Voice of the dried acequia
In summer’s heat, the earth misses
water when it’s gone. Trickle of feather,
now wind and weed. When canals dry up,
what do the plants that fill them say?
Do they speak dreams of sharing water
in the desert? Under the leering
twisted arc of Cottonwoods,
the untended acequia, handed down
by generations of earth’s whispers,
a worn path, proud with mud and imprint,
a breeze brushes against my face
as if it had a name. Water may be rerouted,
but remembers where it once traveled.
Can we irrigate ourselves?
As if one body, water feels in one place
when it is hurt in another.
Her jump in the desert
It is the coyote in the comb of light through dawn
that wakes me, nudges my feet with the wet
of her nose, calls me beyond sleep breath.
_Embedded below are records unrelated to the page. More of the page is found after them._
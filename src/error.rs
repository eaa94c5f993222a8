//! Error taxonomy for the scoring pipeline.
//!
//! `ArtifactError` covers the offline fit stage and startup artifact
//! loading; any occurrence at service start is fatal. `PipelineError`
//! covers per-request failures that are surfaced to the caller as a
//! failed-request response without affecting other in-flight requests.

use thiserror::Error;

/// Startup and offline-stage failures (missing or corrupt artifacts).
#[derive(Error, Debug)]
pub enum ArtifactError {
    #[error("IO error: {0}")]
    Io(#[from] std::io::Error),
    #[error("JSON parse error: {0}")]
    Json(#[from] serde_json::Error),
    #[error("invalid artifact: {0}")]
    Invalid(String),
}

/// Per-request failures.
#[derive(Error, Debug)]
pub enum PipelineError {
    /// Request named a model outside the registry. Client error.
    #[error("unknown model '{0}'")]
    UnknownModel(String),

    /// Assembled feature vector does not match the active model's schema.
    #[error("feature schema mismatch at column {position}: expected '{expected}', found '{found}'")]
    SchemaMismatch {
        position: usize,
        expected: String,
        found: String,
    },

    /// Transform invoked on an empty encoder state. Programming defect.
    #[error("risk encoder state is unfit; transform requires a fitted state")]
    EncoderPrecondition,

    /// Model invocation or output extraction failed.
    #[error("scoring failed for model '{model}': {detail}")]
    Scoring { model: String, detail: String },
}

impl PipelineError {
    /// Stable machine-readable label used in failed-request responses.
    pub fn kind(&self) -> &'static str {
        match self {
            PipelineError::UnknownModel(_) => "unknown_model",
            PipelineError::SchemaMismatch { .. } => "schema_mismatch",
            PipelineError::EncoderPrecondition => "encoder_precondition",
            PipelineError::Scoring { .. } => "scoring",
        }
    }
}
My feet, cold on the hard earth, follow her
across dirt sprinkles. Scattered winded burrs
invite the cruel appetite of my flesh.
I always wanted to believe my body was not fragile,
that it came too far to give up on itself,
but when I say this, coyote begins to howl.
What is left of the dark paints a chill into my skin
that coyote fur does not feel. I am away
from all we have created, the sharpening of our knives,
the ovens for our bread. There is a silence we know here
from before we knew there was noise. Its taste
is empty of sand, of salt. I am a crumb
that may dissolve at any moment into only matter.
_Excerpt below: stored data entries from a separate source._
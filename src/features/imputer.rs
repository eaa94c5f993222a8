//! Missing-value imputation with missingness flags for weather readings.
//!
//! Upstream sources mark an unavailable reading with a reserved sentinel
//! value; readings may also be genuinely absent. Either way the imputer
//! emits a (value, flag) pair: the flag is always present so the scoring
//! model can use missingness itself as a feature, and the replacement
//! value is the median captured from the training corpus at fit time,
//! never recomputed per request.

use serde::{Deserialize, Serialize};
use std::collections::HashMap;
use tracing::warn;

use crate::error::ArtifactError;
use crate::types::flight::FlightRecord;

/// Weather fields eligible for sentinel substitution
#[derive(Debug, Clone, Copy, PartialEq, Eq, Hash, Serialize, Deserialize)]
#[serde(rename_all = "snake_case")]
pub enum WeatherField {
    WindSpeed,
    Pressure,
    Temperature,
}

impl WeatherField {
    pub const ALL: [WeatherField; 3] = [
        WeatherField::WindSpeed,
        WeatherField::Pressure,
        WeatherField::Temperature,
    ];

    pub fn key(&self) -> &'static str {
        match self {
            WeatherField::WindSpeed => "wind_speed",
            WeatherField::Pressure => "pressure",
            WeatherField::Temperature => "temperature",
        }
    }

    fn reading(&self, record: &FlightRecord) -> Option<f64> {
        match self {
            WeatherField::WindSpeed => record.wind_speed,
            WeatherField::Pressure => record.pressure,
            WeatherField::Temperature => record.temperature,
        }
    }
}

/// One imputed reading: the value to feed the model and its missing flag
#[derive(Debug, Clone, Copy, PartialEq, Serialize, Deserialize)]
pub struct ImputedReading {
    pub value: f64,
    /// 1 if the raw reading was sentinel/absent, else 0
    pub missing: u8,
}

/// Fitted imputer state: per-field training medians plus the sentinel
/// convention. Immutable after fit.
#[derive(Debug, Clone, Serialize, Deserialize)]
pub struct ImputerState {
    /// Field key -> median of non-sentinel training readings
    medians: HashMap<String, f64>,
    /// Reserved value denoting "reading unavailable"
    sentinel: f64,
}

impl ImputerState {
    /// Compute per-field medians over the training corpus, ignoring
    /// sentinel, absent, and non-finite readings.
    pub fn fit(corpus: &[FlightRecord], sentinel: f64) -> Result<Self, ArtifactError> {
        if corpus.is_empty() {
            return Err(ArtifactError::Invalid(
                "cannot fit imputer on an empty corpus".to_string(),
            ));
        }

        let mut medians = HashMap::new();
        for field in WeatherField::ALL {
            let mut observed: Vec<f64> = corpus
                .iter()
                .filter_map(|r| field.reading(r))
                .filter(|v| v.is_finite() && *v != sentinel)
                .collect();

            if observed.is_empty() {
                warn!(
                    field = field.key(),
                    "No usable training readings; imputing 0.0 for this field"
                );
                medians.insert(field.key().to_string(), 0.0);
                continue;
            }

            observed.sort_by(|a, b| a.partial_cmp(b).unwrap());
            let mid = observed.len() / 2;
            let median = if observed.len() % 2 == 0 {
                (observed[mid - 1] + observed[mid]) / 2.0
            } else {
                observed[mid]
            };
            medians.insert(field.key().to_string(), median);
        }

        Ok(Self { medians, sentinel })
    }

    /// Convert one raw reading into its (value, flag) pair.
    ///
    /// Present, finite, non-sentinel values pass through unchanged with
    /// flag 0, which makes re-application a no-op.
    pub fn transform(&self, field: WeatherField, reading: Option<f64>) -> ImputedReading {
        match reading {
            Some(v) if v.is_finite() && v != self.sentinel => ImputedReading {
                value: v,
                missing: 0,
            },
            _ => ImputedReading {
                value: self.median_for(field),
                missing: 1,
            },
        }
    }

    /// Transform every weather field of a record
    pub fn transform_record(&self, record: &FlightRecord) -> HashMap<WeatherField, ImputedReading> {
        WeatherField::ALL
            .iter()
            .map(|&field| (field, self.transform(field, field.reading(record))))
            .collect()
    }

    pub fn median_for(&self, field: WeatherField) -> f64 {
        self.medians.get(field.key()).copied().unwrap_or(0.0)
    }

    pub fn sentinel(&self) -> f64 {
        self.sentinel
    }
}

#[cfg(test)]
mod tests {
    use super::*;

    const SENTINEL: f64 = -999.0;

    fn corpus_with_wind(values: &[f64]) -> Vec<FlightRecord> {
        values
            .iter()
            .map(|&w| {
                let mut r = FlightRecord::new("Sky Airline", "Arica");
                r.wind_speed = Some(w);
                r.pressure = Some(1013.0);
                r.temperature = Some(15.0);
                r
            })
            .collect()
    }

    #[test]
    fn test_sentinel_reading_is_flagged_and_imputed() {
        // Training median wind speed is 8.0
        let corpus = corpus_with_wind(&[6.0, 8.0, 10.0]);
        let state = ImputerState::fit(&corpus, SENTINEL).unwrap();

        let imputed = state.transform(WeatherField::WindSpeed, Some(SENTINEL));
        assert_eq!(imputed.missing, 1);
        assert_eq!(imputed.value, 8.0);
    }

    #[test]
    fn test_absent_reading_is_flagged_and_imputed() {
        let corpus = corpus_with_wind(&[6.0, 8.0, 10.0]);
        let state = ImputerState::fit(&corpus, SENTINEL).unwrap();

        let imputed = state.transform(WeatherField::WindSpeed, None);
        assert_eq!(imputed.missing, 1);
        assert_eq!(imputed.value, 8.0);
    }

    #[test]
    fn test_present_reading_passes_through_with_flag() {
        let corpus = corpus_with_wind(&[6.0, 8.0, 10.0]);
        let state = ImputerState::fit(&corpus, SENTINEL).unwrap();

        // Flag is emitted even when no substitution occurred
        let imputed = state.transform(WeatherField::WindSpeed, Some(12.5));
        assert_eq!(imputed.missing, 0);
        assert_eq!(imputed.value, 12.5);
    }

    #[test]
    fn test_transform_is_idempotent() {
        let corpus = corpus_with_wind(&[6.0, 8.0, 10.0]);
        let state = ImputerState::fit(&corpus, SENTINEL).unwrap();

        let first = state.transform(WeatherField::WindSpeed, Some(12.5));
        let again = state.transform(WeatherField::WindSpeed, Some(first.value));
        assert_eq!(first, again);
    }

    #[test]
    fn test_fit_ignores_sentinel_values() {
        let corpus = corpus_with_wind(&[6.0, SENTINEL, 8.0, SENTINEL, 10.0]);
        let state = ImputerState::fit(&corpus, SENTINEL).unwrap();
        assert_eq!(state.median_for(WeatherField::WindSpeed), 8.0);
    }

    #[test]
    fn test_even_count_median_averages_middles() {
        let corpus = corpus_with_wind(&[4.0, 6.0, 10.0, 12.0]);
        let state = ImputerState::fit(&corpus, SENTINEL).unwrap();
        assert_eq!(state.median_for(WeatherField::WindSpeed), 8.0);
    }

    #[test]
    fn test_every_field_gets_a_flag() {
        let corpus = corpus_with_wind(&[6.0, 8.0, 10.0]);
        let state = ImputerState::fit(&corpus, SENTINEL).unwrap();

        let mut record = FlightRecord::new("Sky Airline", "Arica");
        record.wind_speed = Some(SENTINEL);
        record.pressure = Some(1010.0);
        record.temperature = None;

        let readings = state.transform_record(&record);
        assert_eq!(readings.len(), 3);
        assert_eq!(readings[&WeatherField::WindSpeed].missing, 1);
        assert_eq!(readings[&WeatherField::Pressure].missing, 0);
        assert_eq!(readings[&WeatherField::Temperature].missing, 1);
        assert_eq!(readings[&WeatherField::Temperature].value, 15.0);
    }

    #[test]
    fn test_fit_rejects_empty_corpus() {
        let result = ImputerState::fit(&[], SENTINEL);
        assert!(result.is_err());
    }
}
The sky holds me between thumb and forefinger, dangling
as the mountains watch us. This may be a dream.
I see myself fade away between the desert and its wide lens.
Coyote’s is an open-mouth existence and I cannot bear
my own weight. I may disappear,
break the infinite quiet and bring the day.
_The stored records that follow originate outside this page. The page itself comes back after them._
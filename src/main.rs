//! Flight Delay Pipeline - Main Entry Point
//!
//! Consumes score requests from NATS, derives features, runs model
//! inference, and publishes decisions. Supports parallel request
//! processing for high throughput.

use anyhow::{Context, Result};
use flight_delay_pipeline::{
    audit::{AuditLog, AuditRecord},
    config::AppConfig,
    error::PipelineError,
    features::pipeline::{FeaturePipeline, PreprocessorState},
    metrics::{MetricsReporter, PipelineMetrics},
    models::inference::DecisionEngine,
    models::loader::ModelLoader,
    models::registry::ModelRegistry,
    producer::DecisionProducer,
    types::decision::{AlertLabel, ScoreResponse},
    types::flight::ScoreRequest,
    consumer::RequestConsumer,
};
use futures::StreamExt;
use std::path::Path;
use std::sync::atomic::{AtomicU64, Ordering};
use std::sync::Arc;
use std::time::Instant;
use tokio::sync::Semaphore;
use tracing::{debug, error, info, warn};

#[tokio::main]
async fn main() -> Result<()> {
    // Initialize logging
    tracing_subscriber::fmt()
        .with_env_filter(
            tracing_subscriber::EnvFilter::from_default_env()
                .add_directive("flight_delay_pipeline=info".parse()?),
        )
        .init();

    info!("Starting Flight Delay Pipeline");

    // Load configuration
    let config = AppConfig::load()?;
    info!("Configuration loaded successfully");
    info!(
        default_model = %config.models.default_model,
        fallback_threshold = config.detection.fallback_threshold,
        "Serving configuration"
    );

    // Load the fitted preprocessor artifact; missing or corrupt state
    // refuses startup rather than serving partial predictions
    let preprocessor_path =
        Path::new(&config.models.artifacts_dir).join(&config.models.preprocessor_file);
    let preprocessor = PreprocessorState::load(&preprocessor_path)
        .context("Preprocessor artifact unavailable; refusing to start")?;

    let pipeline = Arc::new(FeaturePipeline::new(
        preprocessor,
        config.features.high_season.clone(),
    ));
    info!("Feature pipeline initialized");

    // Load all configured scoring models into the immutable registry
    let loader = ModelLoader::new(config.models.onnx_threads)
        .context("ONNX runtime initialization failed")?;
    let registry = Arc::new(
        loader
            .load_registry(&config.models)
            .context("Model artifacts unavailable; refusing to start")?,
    );
    info!(
        "Model registry initialized with {} models: {:?}",
        registry.model_count(),
        registry.model_names()
    );

    // Open the append-only audit sink
    let audit = Arc::new(AuditLog::open(&config.audit.path)?);

    // Initialize metrics
    let metrics = Arc::new(PipelineMetrics::new());

    // Connect to NATS
    let client = async_nats::connect(&config.nats.url).await?;
    info!("Connected to NATS at {}", config.nats.url);

    // Initialize consumer and producer
    let consumer = RequestConsumer::new(client.clone(), &config.nats.request_subject);
    let producer = Arc::new(DecisionProducer::new(
        client.clone(),
        &config.nats.decision_subject,
    ));

    let num_workers = config.pipeline.workers;
    info!(
        "Starting request processing loop with {} parallel workers",
        num_workers
    );
    info!("Listening on subject: {}", config.nats.request_subject);
    info!("Publishing decisions to: {}", config.nats.decision_subject);

    // Semaphore to limit concurrent processing
    let semaphore = Arc::new(Semaphore::new(num_workers));
    let processed_count = Arc::new(AtomicU64::new(0));

    let config = Arc::new(config);

    // Start metrics reporter (prints summary every 30 seconds)
    let metrics_clone = metrics.clone();
    tokio::spawn(async move {
        let reporter = MetricsReporter::new(metrics_clone, 30);
        reporter.start().await;
    });

    // Process requests in parallel
    let mut subscription = consumer.subscribe().await?;

    while let Some(message) = subscription.next().await {
        let permit = semaphore.clone().acquire_owned().await.unwrap();

        let pipeline = pipeline.clone();
        let registry = registry.clone();
        let producer = producer.clone();
        let audit = audit.clone();
        let metrics = metrics.clone();
        let processed_count = processed_count.clone();
        let config = config.clone();

        tokio::spawn(async move {
            let start_time = Instant::now();

            match serde_json::from_slice::<ScoreRequest>(&message.payload) {
                Ok(request) => {
                    let request_id = request
                        .request_id
                        .clone()
                        .unwrap_or_else(|| uuid::Uuid::new_v4().to_string());

                    let response =
                        score_request(&request, &request_id, &pipeline, &registry, &audit);

                    match &response {
                        ScoreResponse::Ok {
                            prediction,
                            confidence_score,
                            model_used,
                            ..
                        } => {
                            let processing_time = start_time.elapsed();
                            metrics.record_request(
                                processing_time,
                                *confidence_score,
                                matches!(prediction, AlertLabel::Delay),
                            );
                            debug!(
                                request_id = %request_id,
                                model = %model_used,
                                confidence_score = confidence_score,
                                processing_time_us = processing_time.as_micros(),
                                "Request scored"
                            );
                        }
                        ScoreResponse::Failed { kind, detail, .. } => {
                            metrics.record_failure();
                            warn!(
                                request_id = %request_id,
                                kind = %kind,
                                detail = %detail,
                                "Request failed"
                            );
                        }
                    }

                    if let Err(e) = producer.publish(&response).await {
                        error!(
                            request_id = %request_id,
                            error = %e,
                            "Failed to publish score response"
                        );
                    }

                    let count = processed_count.fetch_add(1, Ordering::Relaxed) + 1;

                    // Log progress every 100 requests
                    if count % 100 == 0 {
                        let throughput = metrics.get_throughput();
                        let processing_stats = metrics.get_processing_stats();
                        info!(
                            processed = count,
                            throughput = format!("{:.1} req/s", throughput),
                            avg_latency_us = processing_stats.mean_us,
                            default_model = %config.models.default_model,
                            "Processing milestone"
                        );
                    }
                }
                Err(e) => {
                    warn!(error = %e, "Failed to deserialize score request");
                    metrics.record_failure();
                }
            }

            drop(permit);
        });
    }

    info!("Pipeline shutting down...");
    metrics.print_summary();

    Ok(())
}

/// Score one request end to end. Per-request failures become an explicit
/// failed-request response; they never mask as low-confidence predictions
/// and never affect other in-flight requests.
fn score_request(
    request: &ScoreRequest,
    request_id: &str,
    pipeline: &FeaturePipeline,
    registry: &ModelRegistry,
    audit: &AuditLog,
) -> ScoreResponse {
    let result = (|| -> Result<ScoreResponse, PipelineError> {
        let (kind, model) = registry.resolve(request.model.as_deref())?;

        let vector = pipeline.derive(&request.flight)?;

        let decision = DecisionEngine::decide(&vector, model.scorer.as_ref(), model.threshold)?;

        if let Err(e) = audit.append(&AuditRecord::new(request_id, &vector, &decision)) {
            // The prediction is still served; the gap is loud in the logs
            error!(request_id = %request_id, model = %kind, error = %e, "Audit append failed");
        }

        Ok(ScoreResponse::from_decision(request_id, &decision))
    })();

    match result {
        Ok(response) => response,
        Err(err) => {
            if matches!(err, PipelineError::EncoderPrecondition) {
                error!(request_id = %request_id, "Encoder precondition violated; this is a defect");
            }
            ScoreResponse::from_error(request_id, &err)
        }
    }
}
Coyote jumps at my voice, my solid existence.
Her body an animal curve, magic falls from her, like dust,
makes a cloud of her own shedding decay, settles
into the air we breathe. Silence pulls back from me.
The day comes fast now, coyote is gone, and I am alone.
Tides of moon, fears of sun,
our features like animals
with breath of storm.
This was not raising the dead,
so we unfolded ourselves
before her. Her house full
of dried herbs, flowering plants,
a psychic knowing. Dexterity
in her fingers as if they acted
alone, poetry in her words
and hummed songs. Laws
of the universe working
to make us strong again.
Each earth emptied
of past doubt, anointing us
with perfumed oil of lavender,
of sandalwood, under arms,
in the hair of our bodies. Healer,
she sliced air with sword sticks
to focus our minds on our wishes,
served us water to drink passion,
to set fire to dreams.
In the motion of the aether,
the cosmos, the universe, the sky,
she gathered the petals of our spirits
to put us back together as flowers.
Nostalgia and what we remember
all comes back,
when we hear
that which is tangled
in a laugh,
a misplaced heart,
of sound and scent.
Dreams of flying,
meaning in the hidden,
a soul, clumsy lips,
voice from taste buds,
from drool, from a tongue
like the old country
we say we once had
and now try to let go of
or try to hold onto.
Liza Wolff-Francis is a poet and writer with an MFA in creative writing from Goddard College. Her work has been published in various publications, and she has a chapbook called Language of Crossing (Swimming with Elephants Publications).